While Foucault imagines a time in which questions of the “authenticity” and “originality” of the author would become irrelevant (138), and while Barthes famously concludes that “the birth of the reader must be ransomed by the death of the Author,” “the author” still plays a great role in our modes of reading. Until the early twentieth century, writers routinely published anonymous or pseudonymous works, and the reading public showed little reluctance in purchasing a text whose author remained unknown. In contrast, contemporary writers and readers have demonstrated little inclination to do away with the author function in the text. The journal Unnatural Acts, co-edited by Ed Friedman and Bernadette Mayer in the early 1970s, provides an instructive example. Work for the first issue was composed in Mayer’s first workshop at the Poetry Project at St. Mark’s in New York City and Friedman offers the following explanation of the method:
we decided to have everyone in the workshop writing in the same place for an extended time period. Everyone anonymously contributed a piece of writing, which someone else in the group used as the basis for composing a new work. The “originals” were then discarded and the afternoon proceeded with everyone continuing to write works inspired by the reworkings of reworkings of reworkings. (Kane 199)
Because the work was collaboratively produced, none of the writers was credited with the authorship of a specific piece. Yet by the second issue many writers resisted this lack of attribution. Mayer notes that
it was hard to get people to do it [i.e., publish without attribution], because they didn’t want to lose their identity. Someone came up to me. . . and said to me “Is anyone going to know what part I wrote?” I said, “No, I don’t think so.” This was a big problem for this writer. (Kane 200-01)

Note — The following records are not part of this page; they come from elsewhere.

//! Error types for the pagemark library.

use std::path::PathBuf;
use thiserror::Error;

/// Result type alias for pagemark operations.
pub type Result<T> = std::result::Result<T, Error>;

/// Error types that can occur while annotating extracted pages.
#[derive(Error, Debug)]
pub enum Error {
    /// The input batch is malformed or empty.
    #[error("Invalid page batch: {0}")]
    Validation(String),

    /// The title/list/link scan failed.
    #[error("Markdown scan error: {0}")]
    Scan(String),

    /// The table or image scan failed.
    #[error("Element extraction error: {0}")]
    Extraction(String),

    /// Joining the per-page sub-results failed (e.g., token counting).
    #[error("Page assembly error: {0}")]
    Assembly(String),

    /// Language identification failed.
    ///
    /// Never escapes the assembler; it exists so custom
    /// [`LanguageDetector`](crate::detect::LanguageDetector)
    /// implementations have a variant to return.
    #[error("Language detection failed: {0}")]
    LanguageDetect(String),

    /// A lower-level error, wrapped with the page it occurred on.
    #[error("Page {} of '{}': {}", .page, .source_path.display(), .source)]
    Page {
        /// Path of the source document the page came from.
        source_path: PathBuf,
        /// 1-indexed page number.
        page: u32,
        /// The underlying failure.
        #[source]
        source: Box<Error>,
    },

    /// I/O error when reading or writing files.
    #[error("I/O error: {0}")]
    Io(#[from] std::io::Error),

    /// Error serializing results to JSON.
    #[error("JSON serialization error: {0}")]
    Json(#[from] serde_json::Error),
}

impl Error {
    /// Wrap an error with the source path and page number it occurred on.
    pub fn on_page(self, source_path: impl Into<PathBuf>, page: u32) -> Self {
        Error::Page {
            source_path: source_path.into(),
            page,
            source: Box::new(self),
        }
    }

    /// Check whether this error (or the one it wraps) is a validation error.
    pub fn is_validation(&self) -> bool {
        match self {
            Error::Validation(_) => true,
            Error::Page { source, .. } => source.is_validation(),
            _ => false,
        }
    }
}

#[cfg(test)]
mod tests {
    use super::*;

    #[test]
    fn test_error_display() {
        let err = Error::Validation("batch is empty".to_string());
        assert_eq!(err.to_string(), "Invalid page batch: batch is empty");

        let err = Error::Assembly("token counting failed".to_string());
        assert_eq!(err.to_string(), "Page assembly error: token counting failed");
    }

    #[test]
    fn test_page_wrapping() {
        let err = Error::Scan("bad pattern".to_string()).on_page("doc.pdf", 3);
        let msg = err.to_string();
        assert!(msg.contains("Page 3"));
        assert!(msg.contains("doc.pdf"));
        assert!(msg.contains("bad pattern"));
    }

    #[test]
    fn test_is_validation_through_page_wrapper() {
        let err = Error::Validation("oops".to_string()).on_page("doc.pdf", 1);
        assert!(err.is_validation());

        let err = Error::Scan("oops".to_string()).on_page("doc.pdf", 1);
        assert!(!err.is_validation());
    }

    #[test]
    fn test_io_error_conversion() {
        let io_err = std::io::Error::new(std::io::ErrorKind::NotFound, "file not found");
        let err: Error = io_err.into();
        assert!(matches!(err, Error::Io(_)));
    }
}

Even authors whose techniques actively undermine the authority of the writer, such as William S. Burroughs with the cut-up method he borrowed from Brion Gysin, and Kathy Acker with her piracies and appropriations, earned a degree of fame that was more than a little ironic. For the foreseeable future, Barthes’s and Foucault’s meditations on the irrelevance of the author represent a distant horizon or perhaps even an unattainable ideal of a mode of reading in which the text is freed from the potentially limiting function of the author.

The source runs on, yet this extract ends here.